• THE TASK
Each entry must appear in the answer exactly as it does here.

Collected data:
☆ ☆ ☆
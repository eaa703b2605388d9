use std::collections::BTreeSet;

use async_trait::async_trait;
use serde::{Deserialize, Serialize};

use super::domain::{ApplicationId, Attachment, Draft, WizardState};

/// Progress persisted on every save: where the applicant is and what they entered.
#[derive(Debug, Clone, PartialEq, Serialize, Deserialize)]
pub struct ProgressUpdate {
    pub current_step: usize,
    pub completed_steps: BTreeSet<usize>,
    pub draft: Draft,
}

impl ProgressUpdate {
    pub(crate) fn from_state(state: &WizardState, current_step: usize) -> Self {
        Self {
            current_step,
            completed_steps: state.completed_steps.clone(),
            draft: state.draft.clone(),
        }
    }
}

/// Everything handed to the CRM on final submission.
#[derive(Debug, Clone, PartialEq, Serialize, Deserialize)]
pub struct SubmissionPayload {
    pub draft: Draft,
    pub attachments: Vec<Attachment>,
}

/// Backend acknowledgement of a submission.
///
/// `success = false` with a message means the core record was accepted but a
/// follow-up step (typically an attachment upload) did not go through.
#[derive(Debug, Clone, PartialEq, Eq, Serialize, Deserialize)]
pub struct SubmissionReceipt {
    pub success: bool,
    #[serde(default, skip_serializing_if = "Option::is_none")]
    pub message: Option<String>,
}

impl SubmissionReceipt {
    pub fn accepted() -> Self {
        Self {
            success: true,
            message: None,
        }
    }

    pub fn degraded(message: impl Into<String>) -> Self {
        Self {
            success: false,
            message: Some(message.into()),
        }
    }

    pub fn rejected() -> Self {
        Self {
            success: false,
            message: None,
        }
    }

    pub(crate) fn degradation_message(&self) -> Option<&str> {
        if self.success {
            return None;
        }
        self.message
            .as_deref()
            .map(str::trim)
            .filter(|message| !message.is_empty())
    }
}

/// Backend holding proposal records and relaying submissions to the CRM.
#[async_trait]
pub trait ProposalRepository: Send + Sync {
    async fn create_record(&self, progress: &ProgressUpdate)
        -> Result<ApplicationId, RepositoryError>;
    async fn update_record(
        &self,
        id: &ApplicationId,
        progress: &ProgressUpdate,
    ) -> Result<(), RepositoryError>;
    async fn submit_record(
        &self,
        id: &ApplicationId,
        payload: &SubmissionPayload,
    ) -> Result<SubmissionReceipt, RepositoryError>;
}

/// Error enumeration for backend failures.
#[derive(Debug, Clone, PartialEq, Eq, thiserror::Error)]
pub enum RepositoryError {
    #[error("record not found")]
    NotFound,
    #[error("request rejected by server: {0}")]
    Rejected(String),
    #[error("backend unavailable: {0}")]
    Unavailable(String),
}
☆ ☆ ☆
• EXPECTED ANSWER
repository eaa703b2605388d9
use std::collections::BTreeSet;

use async_trait::async_trait;
use serde::{Deserialize, Serialize};

use super::domain::{ApplicationId, Attachment, Draft, WizardState};

/// Progress persisted on every save: where the applicant is and what they entered.
#[derive(Debug, Clone, PartialEq, Serialize, Deserialize)]
pub struct ProgressUpdate {
    pub current_step: usize,
    pub completed_steps: BTreeSet<usize>,
    pub draft: Draft,
}

impl ProgressUpdate {
    pub(crate) fn from_state(state: &WizardState, current_step: usize) -> Self {
        Self {
            current_step,
            completed_steps: state.completed_steps.clone(),
            draft: state.draft.clone(),
        }
    }
}

/// Everything handed to the CRM on final submission.
#[derive(Debug, Clone, PartialEq, Serialize, Deserialize)]
pub struct SubmissionPayload {
    pub draft: Draft,
    pub attachments: Vec<Attachment>,
}

/// Backend acknowledgement of a submission.
///
/// `success = false` with a message means the core record was accepted but a
/// follow-up step (typically an attachment upload) did not go through.
#[derive(Debug, Clone, PartialEq, Eq, Serialize, Deserialize)]
pub struct SubmissionReceipt {
    pub success: bool,
    #[serde(default, skip_serializing_if = "Option::is_none")]
    pub message: Option<String>,
}

impl SubmissionReceipt {
    pub fn accepted() -> Self {
        Self {
            success: true,
            message: None,
        }
    }

    pub fn degraded(message: impl Into<String>) -> Self {
        Self {
            success: false,
            message: Some(message.into()),
        }
    }

    pub fn rejected() -> Self {
        Self {
            success: false,
            message: None,
        }
    }

    pub(crate) fn degradation_message(&self) -> Option<&str> {
        if self.success {
            return None;
        }
        self.message
            .as_deref()
            .map(str::trim)
            .filter(|message| !message.is_empty())
    }
}

/// Backend holding proposal records and relaying submissions to the CRM.
#[async_trait]
pub trait ProposalRepository: Send + Sync {
    async fn create_record(&self, progress: &ProgressUpdate)
        -> Result<ApplicationId, RepositoryError>;
    async fn update_record(
        &self,
        id: &ApplicationId,
        progress: &ProgressUpdate,
    ) -> Result<(), RepositoryError>;
    async fn submit_record(
        &self,
        id: &ApplicationId,
        payload: &SubmissionPayload,
    ) -> Result<SubmissionReceipt, RepositoryError>;
}

/// Error enumeration for backend failures.
#[derive(Debug, Clone, PartialEq, Eq, thiserror::Error)]
pub enum RepositoryError {
    #[error("record not found")]
    NotFound,
    #[error("request rejected by server: {0}")]
    Rejected(String),
    #[error("backend unavailable: {0}")]
    Unavailable(String),
}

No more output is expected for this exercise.